Brian R. Garrison, a partner of Faegre Baker Daniels LLP in Indianapolis, said any business operating on a franchise model, using workers employed by a staffing agency, or using workers employed by a subcontractor or vendor will feel the effect of the decision.

Under the broader joint-employer standard under the National Labor Relations Act (NLRA), “more businesses will be subject to unfair labor practice charges, unions will have more opportunity to organize workers, and more businesses will be obligated to recognize and bargain with organized labor,” Garrison said.

Brent E. Siler, an attorney with Butler Snow LLP in Memphis, Tennessee, said the decision makes any business entity a potential employer if it has control over the terms and conditions of employment, even if that control is unexercised or is exercised only indirectly.

The decision puts many employers in a difficult position, Siler said, since most businesses with operations covered under the new standard are going to exert some “control”—as the Board defines it—on employees who work in their facilities. He advises employers concerned about the decision to review their staffing or other agreements to make sure that the agreements minimize the control they have.

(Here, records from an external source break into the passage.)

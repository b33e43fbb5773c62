//! # GitHub OAuth 클라이언트
//!
//! 토큰 엔드포인트는 `Accept: application/json`을 줘야 JSON으로 응답하고,
//! REST API는 `User-Agent` 헤더가 없으면 요청을 거부합니다.
//! 공개 이메일이 없는 계정은 `/user/emails`에서 검증된 주 이메일을 찾습니다.

use async_trait::async_trait;
use serde::de::DeserializeOwned;
use crate::{
    config::{AuthProvider, OAuthClientSettings},
    domain::models::oauth::{
        github_user::{select_primary_email, GithubEmail, GithubUser},
        AccessToken, ExternalIdentity,
    },
    errors::errors::OAuthExchangeError,
};
use super::client::{build_authorization_url, request_access_token, OAuthClient};

const USER_AGENT: &str = "oauth_identity_service";

pub struct GithubOAuthClient {
    http: reqwest::Client,
    settings: OAuthClientSettings,
}

impl GithubOAuthClient {
    pub fn new(http: reqwest::Client, settings: OAuthClientSettings) -> Self {
        Self { http, settings }
    }

    fn emails_uri(&self) -> String {
        format!("{}/emails", self.settings.userinfo_uri.trim_end_matches('/'))
    }

    async fn get_json<T: DeserializeOwned>(&self, url: &str, token: &AccessToken) -> Result<T, OAuthExchangeError> {
        let response = self
            .http
            .get(url)
            .bearer_auth(token.secret())
            .header(reqwest::header::USER_AGENT, USER_AGENT)
            .header(reqwest::header::ACCEPT, "application/vnd.github+json")
            .send()
            .await
            .map_err(|e| OAuthExchangeError::ProfileFetch(format!("GitHub API 요청 실패 ({}): {}", url, e)))?;

        if !response.status().is_success() {
            let status = response.status();
            let error_text = response.text().await.unwrap_or_default();
            return Err(OAuthExchangeError::ProfileFetch(format!(
                "GitHub API 응답 오류 ({}): {} {}", url, status, error_text
            )));
        }

        response
            .json::<T>()
            .await
            .map_err(|e| OAuthExchangeError::ProfileFetch(format!("GitHub 응답 파싱 실패: {}", e)))
    }
}

#[async_trait]
impl OAuthClient for GithubOAuthClient {
    fn provider(&self) -> AuthProvider {
        AuthProvider::GitHub
    }

    fn scopes(&self) -> &[String] {
        &self.settings.scopes
    }

    fn authorization_url(&self, scopes: &[String]) -> String {
        build_authorization_url(&self.settings, scopes)
    }

    async fn exchange_code(&self, code: &str) -> Result<AccessToken, OAuthExchangeError> {
        request_access_token(&self.http, &self.settings, AuthProvider::GitHub, code).await
    }

    async fn fetch_profile(&self, token: &AccessToken) -> Result<ExternalIdentity, OAuthExchangeError> {
        let user: GithubUser = self.get_json(&self.settings.userinfo_uri, token).await?;

        let (email, verified) = match user.email.clone().filter(|e| !e.trim().is_empty()) {
            Some(email) => (email, false),
            None => {
                let emails: Vec<GithubEmail> = self.get_json(&self.emails_uri(), token).await?;
                let primary = select_primary_email(&emails).ok_or_else(|| {
                    OAuthExchangeError::InvalidProfile("GitHub 계정에 검증된 이메일 없음".to_string())
                })?;
                (primary.email.clone(), primary.verified)
            }
        };

        ExternalIdentity::new(AuthProvider::GitHub, user.into_profile(email, verified))
    }
}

“It is going to be very difficult for employers to insulate themselves under this standard,” Siler said.

As to what employers should do in light of the Board’s decision, Garrison said it depends on each employer’s business objectives and relationships with the employees of its subcontractors, vendors, and staffing agencies.

“Some employers may decide to cut ties with staffing agencies that provide temporary workers or subcontractors that provide janitorial and security workers and take control of their relationships with those workers by hiring them directly,” Garrison said. “Others may continue their relationships with these business partners and refine them in light of the factors outlined in Browning-Ferris to reduce the likelihood that they are considered joint employers under the NLRA.”

Board’s reasoning

In a statement following the release of the decision, the Board said it found that BFI was a joint employer with Leadpoint because of the “indirect and direct control that BFI possessed over essential terms and conditions of employment of the employees supplied by Leadpoint as well as BFI’s reserved authority to control such terms and conditions.”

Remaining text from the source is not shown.